Thai Peanut Chicken





  • 2lbs, skinless chicken breasts
  • 1 small red or orange bell pepper, sliced
  • 1 small yellow bell pepper, sliced
  • 1 white onion, chopped (I used a leek instead.)
  • ½ cup chunky peanut butter
  • 1 Tablespoon lime juice
  • ½ cup chicken broth
  • ¼ cup soy sauce
  • 2 Tablespoons of honey
  • 1/4 cup crushed peanuts for topping


  • brown rice, noodles, or large butter lettuce leaves for lettuce wraps
  • 1/4 cup Cilantro, diced (as a topping)
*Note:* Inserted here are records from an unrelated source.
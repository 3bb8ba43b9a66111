use crate::cmd::VersionArgs;
use crate::exit::{CliResult, SUCCESS};

pub fn run(args: VersionArgs) -> CliResult<i32> {
    if !args.extended {
        println!("csvwire {}", env!("CARGO_PKG_VERSION"));
        return Ok(SUCCESS);
    }

    println!("name: csvwire");
    println!("version: {}", env!("CARGO_PKG_VERSION"));
    println!(
        "target: {}",
        option_env!("CSVWIRE_BUILD_TARGET").unwrap_or("unknown")
    );
    println!(
        "profile: {}",
        option_env!("CSVWIRE_BUILD_PROFILE").unwrap_or("unknown")
    );
    println!("target_os: {}", std::env::consts::OS);
    println!("target_arch: {}", std::env::consts::ARCH);
    println!(
        "rustc: {}",
        option_env!("CSVWIRE_RUSTC_VERSION").unwrap_or("unknown")
    );
    println!(
        "lineage_capacity: sources={} timings={}",
        csvwire::lineage::MAX_SOURCES,
        csvwire::lineage::MAX_TIMINGS
    );
    println!("features: cli=true");

    Ok(SUCCESS)
}
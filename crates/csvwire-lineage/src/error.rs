use std::fmt;

/// Which of the two lineage arrays ran out of room.
#[derive(Debug, Clone, Copy, PartialEq, Eq)]
pub enum Capacity {
    Sources,
    Timings,
}

impl fmt::Display for Capacity {
    fn fmt(&self, f: &mut fmt::Formatter<'_>) -> fmt::Result {
        match self {
            Capacity::Sources => f.write_str("sources"),
            Capacity::Timings => f.write_str("timings"),
        }
    }
}

/// Errors that can occur while building or decoding a lineage record.
#[derive(Debug, thiserror::Error)]
pub enum LineageError {
    /// A hop or timing was added to a full record.
    #[error("message lineage {what} exceeded capacity {capacity}")]
    CapacityExceeded { what: Capacity, capacity: usize },

    /// The text encoding could not be read.
    #[error("wire error: {0}")]
    Wire(#[from] csvwire_text::WireError),

    /// The binary encoding could not be read.
    #[error("byte error: {0}")]
    Bytes(#[from] csvwire_bytes::BytesError),

    /// The binary encoding ended in the middle of a value.
    #[error("truncated lineage record (needed {needed} bytes, {remaining} remaining)")]
    Truncated { needed: usize, remaining: usize },
}

pub type Result<T> = std::result::Result<T, LineageError>;
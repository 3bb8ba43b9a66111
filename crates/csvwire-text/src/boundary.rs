//! Record boundaries and reads fenced to a single record.

use tracing::trace;

use crate::error::{Result, WireError};
use crate::reader::CsvWire;
use crate::state::ParseState;

impl CsvWire {
    /// Length of the record starting at the current position, leading
    /// padding included.
    ///
    /// A record ends at `\r`, `\n`, NUL or the end of input. The cursor and
    /// line-start marker are left exactly where they were.
    pub fn record_length(&mut self) -> usize {
        let mut lookahead = Lookahead::new(self);
        let start = lookahead.wire.cursor.position();
        lookahead.wire.consume_padding();
        while let Some(byte) = lookahead.wire.cursor.read_u8() {
            if matches!(byte, b'\r' | b'\n' | 0) {
                return lookahead.wire.cursor.position() - 1 - start;
            }
        }
        lookahead.wire.cursor.position() - start
    }

    /// Run `f` with reads fenced to the next record.
    ///
    /// Afterwards the cursor sits at the end of that record (followed by
    /// padding) whatever `f` consumed, and whether or not it succeeded.
    pub fn read_marshallable<T, E>(
        &mut self,
        f: impl FnOnce(&mut Self) -> std::result::Result<T, E>,
    ) -> std::result::Result<T, E>
    where
        E: From<WireError>,
    {
        let max = self.config.max_nesting_depth;
        if self.states.depth() >= max {
            return Err(WireError::NestingTooDeep { max }.into());
        }
        self.states.push(ParseState::capture(&self.cursor));
        self.consume_padding();
        let len = self.record_length();
        let end = self.cursor.position() + len;
        trace!(
            start = self.cursor.position(),
            end,
            depth = self.states.depth(),
            "entering bounded record"
        );

        let result = match self.cursor.set_limit(end) {
            Ok(()) => {
                self.consume_padding();
                f(self)
            }
            Err(err) => Err(WireError::from(err).into()),
        };

        let restored = self.leave_bounded(end);
        self.consume_padding();
        match (result, restored) {
            (Err(err), _) => Err(err),
            (Ok(_), Err(err)) => Err(err.into()),
            (Ok(value), Ok(())) => Ok(value),
        }
    }

    fn leave_bounded(&mut self, end: usize) -> Result<()> {
        let outer_limit = self
            .states
            .peek()
            .map_or(self.cursor.capacity(), |state| state.limit);
        let restored = self
            .cursor
            .set_limit(outer_limit)
            .and_then(|()| self.cursor.set_position(end));
        self.states.pop();
        trace!(end, depth = self.states.depth(), "left bounded record");
        restored.map_err(WireError::from)
    }
}

/// Puts the cursor and line-start marker back when dropped.
struct Lookahead<'a> {
    wire: &'a mut CsvWire,
    position: usize,
    line_start: Option<usize>,
}

impl<'a> Lookahead<'a> {
    fn new(wire: &'a mut CsvWire) -> Self {
        let position = wire.cursor.position();
        let line_start = wire.line_start;
        Self {
            wire,
            position,
            line_start,
        }
    }
}

impl Drop for Lookahead<'_> {
    fn drop(&mut self) {
        // position was valid under the same limit, so this cannot fail
        let _ = self.wire.cursor.set_position(self.position);
        self.wire.line_start = self.line_start;
    }
}
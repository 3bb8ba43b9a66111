use csvwire_bytes::{is_whitespace_byte, FieldSink, ScanEnd, ScanMode};
use tracing::debug;

use crate::reader::CsvWire;

impl CsvWire {
    /// Skip whitespace and commas, recording the start of each new line.
    pub fn consume_padding(&mut self) {
        while let Some(byte) = self.cursor.peek_u8() {
            if !is_whitespace_byte(byte) && byte != b',' {
                break;
            }
            self.cursor.read_u8();
            if byte == b'\n' || byte == b'\r' {
                self.line_start = Some(self.cursor.position());
            }
        }
    }

    /// Scan the next field into `sink`, replacing its contents.
    ///
    /// Quoted fields are unescaped; bare fields lose trailing whitespace. A
    /// trailing `:`, `#` or `}` is left in the input for the enclosing grammar.
    pub fn scan_field<S: FieldSink + ?Sized>(&mut self, sink: &mut S) {
        self.consume_padding();
        sink.clear();
        let bare = match self.cursor.peek_u8() {
            Some(quote @ (b'"' | b'\'')) => {
                self.scan_quoted(sink, quote);
                false
            }
            _ => {
                self.scan_bare(sink);
                true
            }
        };
        if let Some(marker @ (b':' | b'#' | b'}')) = self.cursor.peek_back() {
            if self.cursor.skip(-1).is_ok() && bare {
                sink.pop_if(marker);
            }
        }
    }

    /// Scan the next field as text.
    pub fn text(&mut self) -> String {
        let mut field = String::new();
        self.scan_field(&mut field);
        field
    }

    fn scan_bare<S: FieldSink + ?Sized>(&mut self, sink: &mut S) {
        if self.cursor.remaining() == 0 {
            return;
        }
        let mode = ScanMode::for_sink::<S>(self.config.use_8bit);
        self.cursor.scan_until(sink, mode, self.stops.escaping_comma());
        sink.trim_trailing_whitespace();
    }

    fn scan_quoted<S: FieldSink + ?Sized>(&mut self, sink: &mut S, quote: u8) {
        let mode = ScanMode::for_sink::<S>(self.config.use_8bit);
        let opened_at = self.cursor.position();
        self.cursor.read_u8();
        loop {
            let end = self
                .cursor
                .scan_until(sink, mode, self.stops.escaping_quote(quote));
            if end == ScanEnd::Exhausted {
                debug!(
                    position = opened_at,
                    quote = %char::from(quote),
                    "quoted field not closed before end of input"
                );
                break;
            }
            self.cursor.read_u8();
            // a doubled quote is a literal quote
            if self.cursor.peek_u8() != Some(quote) {
                break;
            }
            self.cursor.read_u8();
            sink.push_latin1(quote);
        }
        sink.unescape();
    }
}
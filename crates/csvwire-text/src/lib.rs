//! CSV-flavored field tokenizer with bounded nested record reads.
//!
//! [`CsvWire`] reads comma and whitespace separated fields straight out of a
//! [`ByteCursor`](csvwire_bytes::ByteCursor):
//! - bare, `"double"` and `'single'` quoted fields with backslash escapes
//! - a header line of column names consumed at construction
//! - [`CsvWire::read_marshallable`], which fences a nested reader to one
//!   record and always leaves the cursor at that record's end
//! - `[a, b, c]` sequences and integer fields
//!
//! [`CsvWriter`] produces the same format. Values travel through the
//! [`WireIn`] and [`WireOut`] traits.

pub mod boundary;
pub mod config;
pub mod error;
mod number;
pub mod pool;
pub mod reader;
pub mod state;
pub mod tokenizer;
pub mod wire;
pub mod writer;

pub use config::WireConfig;
pub use error::{Result, WireError};
pub use pool::StopPool;
pub use reader::{CsvWire, Rows};
pub use state::{ParseState, ParseStateStack};
pub use wire::{SourceContext, WireIn, WireOut};
pub use writer::{CsvWriter, Record};
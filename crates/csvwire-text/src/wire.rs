//! Interfaces between the CSV reader/writer and the values marshalled
//! through them.

use csvwire_bytes::FieldSink;

use crate::error::WireError;

/// Identity of the stream a document was read from.
#[derive(Debug, Clone, Copy, PartialEq, Eq)]
pub struct SourceContext {
    pub source_id: u32,
    pub index: i64,
}

impl SourceContext {
    pub fn new(source_id: u32, index: i64) -> Self {
        Self { source_id, index }
    }
}

/// Reading side of a structured text wire.
pub trait WireIn {
    /// Select the value for `key`. Positional wires ignore the key.
    fn read(&mut self, key: &str) -> &mut Self;

    /// Read a `[ ... ]` sequence, handing the reader to `f` for the items.
    fn sequence<T, E>(&mut self, f: impl FnOnce(&mut Self) -> Result<T, E>) -> Result<T, E>
    where
        E: From<WireError>;

    /// True while another item of the current sequence follows.
    fn has_next_sequence_item(&mut self) -> bool;

    fn int32(&mut self) -> Result<i32, WireError>;

    fn uint32(&mut self) -> Result<u32, WireError>;

    fn int64(&mut self) -> Result<i64, WireError>;

    /// Scan the next field into `sink`.
    fn text_into<S: FieldSink>(&mut self, sink: &mut S);

    /// The stream this document belongs to, if known.
    fn source_context(&self) -> Option<SourceContext>;
}

/// Writing side of a structured text wire.
pub trait WireOut {
    /// Name the next value. Positional wires use the name for headers only.
    fn write(&mut self, key: &str) -> &mut Self;

    /// Write a `[ ... ]` sequence whose items are produced by `f`.
    fn sequence(&mut self, f: impl FnOnce(&mut Self)) -> &mut Self;

    fn uint32(&mut self, value: u32) -> &mut Self;

    fn int64(&mut self, value: i64) -> &mut Self;

    /// Write a 64-bit value in `0x` hex form.
    fn int64_hex(&mut self, value: i64) -> &mut Self;

    fn text(&mut self, value: &str) -> &mut Self;
}
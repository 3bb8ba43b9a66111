//! Message lineage: the chain of sources and timing stamps a message
//! collected on its way through a pipeline.
//!
//! A [`MessageLineage`] holds up to [`MAX_SOURCES`] hops and [`MAX_TIMINGS`]
//! stamps and has two encodings:
//! - text, through any [`WireIn`](csvwire_text::WireIn) /
//!   [`WireOut`](csvwire_text::WireOut), as a `sources` sequence of id/index
//!   pairs and a `timings` sequence
//! - binary: a stop-bit hop count, little-endian `(u32, i64)` hops, a stop-bit
//!   stamp count and little-endian `i64` stamps
//!
//! Every thread also has a default record, see [`with_thread_lineage`].

pub mod error;
pub mod lineage;
pub mod thread;

pub use error::{Capacity, LineageError, Result};
pub use lineage::{wall_clock_nanos, Clock, MessageLineage, MAX_SOURCES, MAX_TIMINGS};
pub use thread::{set_thread_lineage, with_thread_lineage};
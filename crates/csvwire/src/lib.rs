//! CSV-flavored wire tokenizer and message lineage codec.
//!
//! # Crate Structure
//!
//! - [`cursor`]: bounded byte cursor, stop conditions, stop-bit integers
//! - [`text`]: the `CsvWire` reader, bounded nested reads and `CsvWriter`
//! - [`lineage`]: the `MessageLineage` provenance record

/// Re-export cursor types.
pub mod cursor {
    pub use csvwire_bytes::*;
}

/// Re-export text reader and writer types.
pub mod text {
    pub use csvwire_text::*;
}

/// Re-export lineage types.
pub mod lineage {
    pub use csvwire_lineage::*;
}

pub use csvwire_bytes::ByteCursor;
pub use csvwire_lineage::{with_thread_lineage, MessageLineage};
pub use csvwire_text::{CsvWire, CsvWriter, SourceContext, WireConfig, WireIn, WireOut};
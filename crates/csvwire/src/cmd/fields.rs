use std::path::Path;

use csvwire_text::{CsvWire, WireConfig};
use serde::Serialize;
use tracing::debug;

use crate::cmd::FieldsArgs;
use crate::exit::{io_error, wire_error, CliResult, SUCCESS};
use crate::output::{print_json, print_raw, table, OutputFormat};

#[derive(Serialize)]
struct FieldsOutput<'a> {
    path: &'a str,
    header: &'a [String],
    row_count: usize,
    rows: &'a [Vec<String>],
}

pub fn run(args: FieldsArgs, format: OutputFormat) -> CliResult<i32> {
    let mut wire = open(&args.path, args.utf8)?;
    let rows: Vec<Vec<String>> = wire.rows().collect();
    debug!(
        path = %args.path.display(),
        columns = wire.header().len(),
        rows = rows.len(),
        "read csv file"
    );

    match format {
        OutputFormat::Json => {
            let path = args.path.display().to_string();
            print_json(&FieldsOutput {
                path: &path,
                header: wire.header(),
                row_count: rows.len(),
                rows: &rows,
            });
        }
        OutputFormat::Table => {
            let mut out = table(wire.header().iter().map(String::as_str));
            for row in &rows {
                out.add_row(row.iter().map(String::as_str));
            }
            println!("{out}");
        }
        OutputFormat::Pretty => {
            println!("header: {}", wire.header().join(" | "));
            for (n, row) in rows.iter().enumerate() {
                println!("row {}: {}", n + 1, row.join(" | "));
            }
        }
        OutputFormat::Raw => {
            let mut text = String::new();
            for row in &rows {
                text.push_str(&row.join("\t"));
                text.push('\n');
            }
            print_raw(text.as_bytes());
        }
    }

    Ok(SUCCESS)
}

fn open(path: &Path, utf8: bool) -> CliResult<CsvWire> {
    let context = format!("failed to read {}", path.display());
    if utf8 {
        let data = std::fs::read(path).map_err(|err| io_error(&context, err))?;
        return Ok(CsvWire::from_bytes(data, WireConfig::default()));
    }
    CsvWire::from_file(path).map_err(|err| wire_error(&context, err))
}
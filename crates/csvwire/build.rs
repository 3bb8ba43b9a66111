use std::process::Command;

fn main() {
    for (var, exported) in [
        ("TARGET", "CSVWIRE_BUILD_TARGET"),
        ("PROFILE", "CSVWIRE_BUILD_PROFILE"),
    ] {
        if let Ok(value) = std::env::var(var) {
            println!("cargo:rustc-env={exported}={value}");
        }
        println!("cargo:rerun-if-env-changed={var}");
    }

    let rustc = std::env::var("RUSTC").unwrap_or_else(|_| "rustc".to_string());
    if let Ok(output) = Command::new(rustc).arg("--version").output() {
        if output.status.success() {
            let version = String::from_utf8_lossy(&output.stdout);
            println!("cargo:rustc-env=CSVWIRE_RUSTC_VERSION={}", version.trim());
        }
    }
}
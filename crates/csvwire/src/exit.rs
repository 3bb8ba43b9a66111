use std::fmt;
use std::io;

use csvwire_lineage::LineageError;
use csvwire_text::WireError;

pub const SUCCESS: i32 = 0;
pub const FAILURE: i32 = 1;
pub const PERMISSION_DENIED: i32 = 50;
pub const DATA_INVALID: i32 = 60;
pub const TIMEOUT: i32 = 124;
pub const INTERNAL: i32 = 125;

pub type CliResult<T> = Result<T, CliError>;

#[derive(Debug)]
pub struct CliError {
    pub code: i32,
    pub message: String,
}

impl CliError {
    pub fn new(code: i32, message: impl Into<String>) -> Self {
        Self {
            code,
            message: message.into(),
        }
    }
}

impl fmt::Display for CliError {
    fn fmt(&self, f: &mut fmt::Formatter<'_>) -> fmt::Result {
        write!(f, "{}", self.message)
    }
}

impl std::error::Error for CliError {}

pub fn io_error(context: &str, err: io::Error) -> CliError {
    let code = match err.kind() {
        io::ErrorKind::PermissionDenied => PERMISSION_DENIED,
        io::ErrorKind::TimedOut | io::ErrorKind::WouldBlock => TIMEOUT,
        io::ErrorKind::NotFound => FAILURE,
        _ => INTERNAL,
    };
    CliError::new(code, format!("{context}: {err}"))
}

pub fn wire_error(context: &str, err: WireError) -> CliError {
    match err {
        WireError::Io(source) => io_error(context, source),
        other => CliError::new(DATA_INVALID, format!("{context}: {other}")),
    }
}

pub fn lineage_error(context: &str, err: LineageError) -> CliError {
    match err {
        LineageError::Wire(err) => wire_error(context, err),
        other => CliError::new(DATA_INVALID, format!("{context}: {other}")),
    }
}

#[cfg(test)]
mod tests {
    use super::*;
    use csvwire_lineage::Capacity;

    #[test]
    fn missing_file_is_failure() {
        let err = io_error("open", io::Error::from(io::ErrorKind::NotFound));
        assert_eq!(err.code, FAILURE);
        assert!(err.message.starts_with("open: "));
    }

    #[test]
    fn wire_io_maps_through_io_kind() {
        let err = wire_error(
            "read",
            WireError::Io(io::Error::from(io::ErrorKind::PermissionDenied)),
        );
        assert_eq!(err.code, PERMISSION_DENIED);
    }

    #[test]
    fn capacity_is_invalid_data() {
        let err = lineage_error(
            "encode",
            LineageError::CapacityExceeded {
                what: Capacity::Sources,
                capacity: 20,
            },
        );
        assert_eq!(err.code, DATA_INVALID);
    }
}
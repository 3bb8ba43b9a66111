use csvwire_bytes::ByteCursor;

/// Snapshot of a cursor's visible range.
#[derive(Debug, Clone, Copy, PartialEq, Eq)]
pub struct ParseState {
    pub position: usize,
    pub limit: usize,
}

impl ParseState {
    pub fn capture(cursor: &ByteCursor) -> Self {
        Self {
            position: cursor.position(),
            limit: cursor.limit(),
        }
    }
}

/// Saved ranges of the bounded reads currently open, innermost last.
#[derive(Debug, Default)]
pub struct ParseStateStack {
    states: Vec<ParseState>,
}

impl ParseStateStack {
    pub fn new() -> Self {
        Self::default()
    }

    pub fn push(&mut self, state: ParseState) {
        self.states.push(state);
    }

    pub fn pop(&mut self) -> Option<ParseState> {
        self.states.pop()
    }

    pub fn peek(&self) -> Option<&ParseState> {
        self.states.last()
    }

    pub fn depth(&self) -> usize {
        self.states.len()
    }

    pub fn is_empty(&self) -> bool {
        self.states.is_empty()
    }
}

#[cfg(test)]
mod tests {
    use super::*;

    #[test]
    fn push_pop_is_lifo() {
        let mut stack = ParseStateStack::new();
        stack.push(ParseState {
            position: 0,
            limit: 10,
        });
        stack.push(ParseState {
            position: 3,
            limit: 7,
        });
        assert_eq!(stack.depth(), 2);
        assert_eq!(stack.pop().map(|s| s.limit), Some(7));
        assert_eq!(stack.peek().map(|s| s.position), Some(0));
        assert_eq!(stack.pop().map(|s| s.limit), Some(10));
        assert!(stack.pop().is_none());
        assert!(stack.is_empty());
    }

    #[test]
    fn capture_reads_cursor_range() {
        let mut cursor = ByteCursor::from_static(b"0123456789");
        cursor.set_limit(8).unwrap();
        cursor.set_position(2).unwrap();
        assert_eq!(
            ParseState::capture(&cursor),
            ParseState {
                position: 2,
                limit: 8
            }
        );
    }
}
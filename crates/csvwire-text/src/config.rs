/// Reader configuration.
#[derive(Debug, Clone, Copy, PartialEq, Eq)]
pub struct WireConfig {
    /// Decode unquoted and quoted text one byte per character (ISO-8859-1)
    /// instead of UTF-8.
    pub use_8bit: bool,
    /// Treat the first line as a header of column names.
    pub has_header: bool,
    /// Maximum number of nested bounded reads open at once.
    pub max_nesting_depth: usize,
}

impl Default for WireConfig {
    fn default() -> Self {
        Self {
            use_8bit: false,
            has_header: true,
            max_nesting_depth: 64,
        }
    }
}

impl WireConfig {
    /// Default configuration with 8-bit text decoding, as used for files.
    pub fn eight_bit() -> Self {
        Self {
            use_8bit: true,
            ..Self::default()
        }
    }
}
//! Stop-bit (variable-length) unsigned integers.
//!
//! Each byte carries 7 payload bits, low group first. A set high bit means
//! another byte follows.
//!
//! ```text
//! 0x7f      -> 7f
//! 0x80      -> 80 01
//! 0x3fff    -> ff 7f
//! u64::MAX  -> ff ff ff ff ff ff ff ff ff 01
//! ```

use bytes::{Buf, BufMut};
use tracing::debug;

use crate::error::{BytesError, Result};

/// Longest possible encoding of a `u64`.
pub const MAX_STOP_BIT_LEN: usize = 10;

/// Append `value` to `dst`.
pub fn write_stop_bit<B: BufMut + ?Sized>(dst: &mut B, mut value: u64) {
    while value & !0x7F != 0 {
        dst.put_u8((value & 0x7F) as u8 | 0x80);
        value >>= 7;
    }
    dst.put_u8(value as u8);
}

/// Read one value from `src`, consuming exactly its encoded bytes.
pub fn read_stop_bit<B: Buf + ?Sized>(src: &mut B) -> Result<u64> {
    let mut value = 0u64;
    let mut shift = 0u32;
    loop {
        if !src.has_remaining() {
            return Err(BytesError::Underflow {
                needed: 1,
                remaining: 0,
            });
        }
        let byte = src.get_u8();
        let payload = u64::from(byte & 0x7F);
        if shift == 63 && payload > 1 {
            debug!(byte, "stop-bit integer overflows 64 bits");
            return Err(BytesError::StopBitOverflow);
        }
        value |= payload << shift;
        if byte & 0x80 == 0 {
            return Ok(value);
        }
        shift += 7;
        if shift > 63 {
            debug!(bytes = MAX_STOP_BIT_LEN, "stop-bit integer has too many continuation bytes");
            return Err(BytesError::StopBitOverflow);
        }
    }
}

/// Number of bytes [`write_stop_bit`] emits for `value`.
pub fn stop_bit_len(value: u64) -> usize {
    let bits = 64 - value.leading_zeros() as usize;
    bits.max(1).div_ceil(7)
}

#[cfg(test)]
mod tests {
    use super::*;
    use bytes::BytesMut;

    fn encode(value: u64) -> Vec<u8> {
        let mut buf = BytesMut::new();
        write_stop_bit(&mut buf, value);
        buf.to_vec()
    }

    #[test]
    fn known_encodings() {
        assert_eq!(encode(0), vec![0x00]);
        assert_eq!(encode(0x7F), vec![0x7F]);
        assert_eq!(encode(0x80), vec![0x80, 0x01]);
        assert_eq!(encode(0x3FFF), vec![0xFF, 0x7F]);
        assert_eq!(encode(0x4000), vec![0x80, 0x80, 0x01]);
        assert_eq!(encode(u64::MAX).len(), MAX_STOP_BIT_LEN);
    }

    #[test]
    fn length_matches_encoding() {
        for value in [0, 1, 127, 128, 16_383, 16_384, 1 << 35, u64::MAX] {
            assert_eq!(stop_bit_len(value), encode(value).len(), "value {value}");
        }
    }

    #[test]
    fn read_consumes_only_its_bytes() {
        let mut src: &[u8] = &[0x80, 0x01, 0x05];
        assert_eq!(read_stop_bit(&mut src).unwrap(), 128);
        assert_eq!(src, &[0x05]);
        assert_eq!(read_stop_bit(&mut src).unwrap(), 5);
        assert!(src.is_empty());
    }

    #[test]
    fn read_max_value() {
        let encoded = encode(u64::MAX);
        let mut src = encoded.as_slice();
        assert_eq!(read_stop_bit(&mut src).unwrap(), u64::MAX);
    }

    #[test]
    fn truncated_input_underflows() {
        let mut src: &[u8] = &[0x80, 0x80];
        assert!(matches!(
            read_stop_bit(&mut src),
            Err(BytesError::Underflow { .. })
        ));
    }

    #[test]
    fn eleven_byte_input_overflows() {
        let mut src: &[u8] = &[0xFF; 11];
        assert_eq!(read_stop_bit(&mut src), Err(BytesError::StopBitOverflow));
    }

    #[test]
    fn tenth_byte_payload_above_one_overflows() {
        let mut bytes = vec![0xFF; 9];
        bytes.push(0x02);
        let mut src = bytes.as_slice();
        assert_eq!(read_stop_bit(&mut src), Err(BytesError::StopBitOverflow));
    }
}
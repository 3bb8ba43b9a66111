use csvwire_bytes::{Escaping, StopChars, StopCondition};

/// Reusable escaping stop conditions owned by one reader.
///
/// Every accessor resets the instance it hands out, so a pending escape from
/// an earlier scan can never leak into the next one.
#[derive(Debug, Clone)]
pub struct StopPool {
    comma: Escaping<StopChars>,
    double_quote: Escaping<StopChars>,
    single_quote: Escaping<StopChars>,
}

impl Default for StopPool {
    fn default() -> Self {
        Self {
            comma: StopChars::Comma.escaping(),
            double_quote: StopChars::DoubleQuote.escaping(),
            single_quote: StopChars::SingleQuote.escaping(),
        }
    }
}

impl StopPool {
    pub fn new() -> Self {
        Self::default()
    }

    pub fn escaping_comma(&mut self) -> &mut Escaping<StopChars> {
        self.comma.reset();
        &mut self.comma
    }

    pub fn escaping_double_quote(&mut self) -> &mut Escaping<StopChars> {
        self.double_quote.reset();
        &mut self.double_quote
    }

    pub fn escaping_single_quote(&mut self) -> &mut Escaping<StopChars> {
        self.single_quote.reset();
        &mut self.single_quote
    }

    /// The escaping condition closing a field opened with `quote`.
    pub fn escaping_quote(&mut self, quote: u8) -> &mut Escaping<StopChars> {
        if quote == b'\'' {
            self.escaping_single_quote()
        } else {
            self.escaping_double_quote()
        }
    }
}
//! Stop conditions that terminate a text scan.
//!
//! A scan feeds every decoded character to a [`StopCondition`] before it is
//! appended to the destination. The built-in [`StopChars`] cover the three
//! delimiters the CSV tokenizer needs; [`Escaping`] wraps any of them so that a
//! backslash disables the test for exactly the following character.

/// Escape character recognised by [`Escaping`].
pub const ESCAPE: char = '\\';

/// Predicate deciding whether a character ends a scan.
pub trait StopCondition {
    /// Returns true if `ch` terminates the scan. The character is not consumed.
    fn test(&mut self, ch: char) -> bool;

    /// Clear any internal state before the condition is reused.
    fn reset(&mut self) {}
}

impl<C: StopCondition + ?Sized> StopCondition for &mut C {
    fn test(&mut self, ch: char) -> bool {
        (**self).test(ch)
    }

    fn reset(&mut self) {
        (**self).reset()
    }
}

/// Stateless built-in stop conditions.
#[derive(Debug, Clone, Copy, PartialEq, Eq)]
pub enum StopChars {
    /// Stops on `,` and on any control character (line breaks, NUL).
    Comma,
    /// Stops on `"`.
    DoubleQuote,
    /// Stops on `'`.
    SingleQuote,
}

impl StopChars {
    /// Wrap this condition with backslash escaping.
    pub fn escaping(self) -> Escaping<Self> {
        Escaping::new(self)
    }
}

impl StopCondition for StopChars {
    fn test(&mut self, ch: char) -> bool {
        match self {
            StopChars::Comma => ch == ',' || (ch as u32) < 0x20,
            StopChars::DoubleQuote => ch == '"',
            StopChars::SingleQuote => ch == '\'',
        }
    }
}

/// Decorator that lets a backslash protect the next character from the
/// wrapped condition.
///
/// Both the backslash and the protected character are still passed through
/// to the destination; translating escape sequences is the caller's job.
#[derive(Debug, Clone)]
pub struct Escaping<S> {
    inner: S,
    escaped: bool,
}

impl<S: StopCondition> Escaping<S> {
    pub fn new(inner: S) -> Self {
        Self {
            inner,
            escaped: false,
        }
    }

    /// Whether the previous character was an unconsumed escape.
    pub fn is_escape_pending(&self) -> bool {
        self.escaped
    }

    pub fn inner(&self) -> &S {
        &self.inner
    }
}

impl<S: StopCondition> StopCondition for Escaping<S> {
    fn test(&mut self, ch: char) -> bool {
        if self.escaped {
            self.escaped = false;
            return false;
        }
        if ch == ESCAPE {
            self.escaped = true;
            return false;
        }
        self.inner.test(ch)
    }

    fn reset(&mut self) {
        self.escaped = false;
        self.inner.reset();
    }
}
  • Place peppers and onion at the bottom of the crockpot. This will act as a “stand” for the chicken, so it doesn’t dry out.
  • Next place chicken on top.
  • In a bowl, mix together peanut butter, lime juice, chicken broth, soy sauce, and honey. Pour sauce over chicken.
  • Cook for 3-4 hours on HIGH or 6 on LOW.  When 15 minutes remain of cooking time, shred chicken with two forks. Cover and continue cooking for the remainder of the time.
  • Remove from crockpot and serve over brown rice, noodles, OR using as a salad topper or in lettuce wraps! (I used rice noodles. Yum!) Top with peanuts.